The government in distant Moscow is an abstract concept. Alaska is closer. Villagers throughout Yakutia bemoan relying on their own resources to adapt to climate change.
Even state-run institutions like the permafrost institute lack the means for the complicated fieldwork needed to assess the full extent of permafrost loss. Nor can they gauge other fallout, like how much methane that microbes in the newly thawed ground produce, adding to global warming.
“We do not really monitor the situation, so we just have to see what it brings,” says Yevgeny M Sleptsov, the head of the Srednekolymsk district, as he pilots a fishing boat along the Kolyma River at 10pm in the muted light of the endless Arctic day.
The government is also unable to do much about other environmental problems, including wildfires surging through millions of acres of remote forest across Yakutia and the rest of Siberia. Reaching them is too costly.
In 1901, the first woolly mammoth discovered whole in the permafrost emerged from a riverbank near Srednekolymsk, an event immortalised with a stylised red mammoth on the town’s shield.
But thawing permafrost is exposing more of the huge hairy beasts, which roamed a more temperate northern Siberia 10,000 years ago. And with agriculture and hunting unreliable, more locals are looking for them.
Digging for mammoths is illegal, so the hunters are secretive, but one ivory tusk sold to China can earn £13,000 – enough to live on for a year.
Tusk hunters unearthed the Pleistocene wolf head stored in the Department of Mammoth Studies at the Academy of Science in Yakutsk.
The loss of permafrost also afflicts the capital, Yakutsk. Subsiding ground has damaged about 1,000 buildings, says the mayor, Sardana Avksentieva, while roads and sidewalks require constant repair.
As the permafrost thaws across Yakutia, some land sinks, transforming the terrain into an obstacle course of hummocks and craters – called thermokarst. It can sink further to become swamps, then lakes. From the air, thermokarst looks as if giant warts are plaguing the earth. It makes ploughing or grazing on formerly flat fields impossible.

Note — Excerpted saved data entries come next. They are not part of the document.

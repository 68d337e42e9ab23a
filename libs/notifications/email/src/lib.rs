//! Email notification domain: the request entity and its validation,
//! the `EmailSender` capability, and the retrying delivery adapter that
//! sits between the queue worker and the SMTP boundary.
//!
//! ```text
//! Notification ──validate──▶ queue ──▶ EmailProcessor
//!                                          │
//!                                          ▼
//!                                   Mailer (bounded retry)
//!                                          │
//!                                          ▼
//!                                  EmailSender (SMTP / mock)
//! ```

mod entity;
mod mailer;
mod processor;
pub mod sender;
mod stream;

pub use entity::{Notification, Recipient, ValidationError, FROM_NAME_MAX};
pub use mailer::{DeliveryError, Mailer, RetryPolicy};
pub use processor::EmailProcessor;
pub use sender::{EmailSender, MockSender, SmtpConfig, SmtpSender};
pub use stream::NotifStream;
//! In-memory sender double for tests.

use std::sync::atomic::{AtomicU32, Ordering};
use std::sync::{Arc, Mutex};

use async_trait::async_trait;
use eyre::eyre;

use super::EmailSender;
use crate::entity::Notification;

/// Records every delivery attempt and can be told to fail.
#[derive(Clone, Default)]
pub struct MockSender {
    sent: Arc<Mutex<Vec<Notification>>>,
    calls: Arc<AtomicU32>,
    fail_first: Arc<AtomicU32>,
    always_fail: bool,
    failure_message: String,
}

impl MockSender {
    pub fn new() -> Self {
        Self::default()
    }

    /// Fails the first `n` attempts, then succeeds.
    pub fn failing_times(n: u32) -> Self {
        Self {
            fail_first: Arc::new(AtomicU32::new(n)),
            failure_message: "simulated transport failure".to_string(),
            ..Self::default()
        }
    }

    /// Fails every attempt.
    pub fn always_failing(message: &str) -> Self {
        Self {
            always_fail: true,
            failure_message: message.to_string(),
            ..Self::default()
        }
    }

    /// Number of send attempts observed, including failed ones.
    pub fn send_count(&self) -> u32 {
        self.calls.load(Ordering::SeqCst)
    }

    /// Notifications that were accepted.
    pub fn sent(&self) -> Vec<Notification> {
        self.sent.lock().unwrap().clone()
    }

    pub fn was_sent_to(&self, email_addr: &str) -> bool {
        self.sent
            .lock()
            .unwrap()
            .iter()
            .any(|n| n.to_list.iter().any(|r| r.email_addr == email_addr))
    }
}

#[async_trait]
impl EmailSender for MockSender {
    async fn send(&self, notification: &Notification) -> eyre::Result<()> {
        self.calls.fetch_add(1, Ordering::SeqCst);

        if self.always_fail {
            return Err(eyre!(self.failure_message.clone()));
        }

        let remaining = self.fail_first.load(Ordering::SeqCst);
        if remaining > 0 {
            self.fail_first.store(remaining - 1, Ordering::SeqCst);
            return Err(eyre!(self.failure_message.clone()));
        }

        self.sent.lock().unwrap().push(notification.clone());
        Ok(())
    }

    fn name(&self) -> &'static str {
        "mock"
    }
}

Thermokarsts besiege the Churapcha region, 120 miles east of Yakutsk.
Thirty-three families once inhabited the northern part of Usun-Kyuyol, a village of 750 people. After their cow barns and fences repeatedly collapsed, 10 families decamped. Those remaining feel beleaguered.
To find flat, dry land to grow hay, farmers work farther and farther away.
Across Yakutia, farmers have replaced tens of thousands of cows with native horses. Horses consume less hay, but produce less milk, and the market for their meat is limited. They also die in droves when their hooves cannot penetrate thicker snow and ice to forage.
Nikolai S Makarkov, 62, is building a new house. He tired of jacking up his old one after it sank four times so that the doors would not open. Water also seeped underneath, rotting the floorboards and freezing in winter, chilling the interior.
Years ago, the village road ran straight, with log cabins and cow barns arrayed along its length. Now the potholed muddy track meandering among the hummocks barely resembles a road. Abandoned houses tilt at odd angles.
“There might as well have been a war here,” says Makarkov, whose new house is raised off the ground on pillars sunk 16 feet, where there is still permafrost. “Soon there will be no flat land left in this village. I only have 30-40 years to live, so hopefully my new house will last that long.”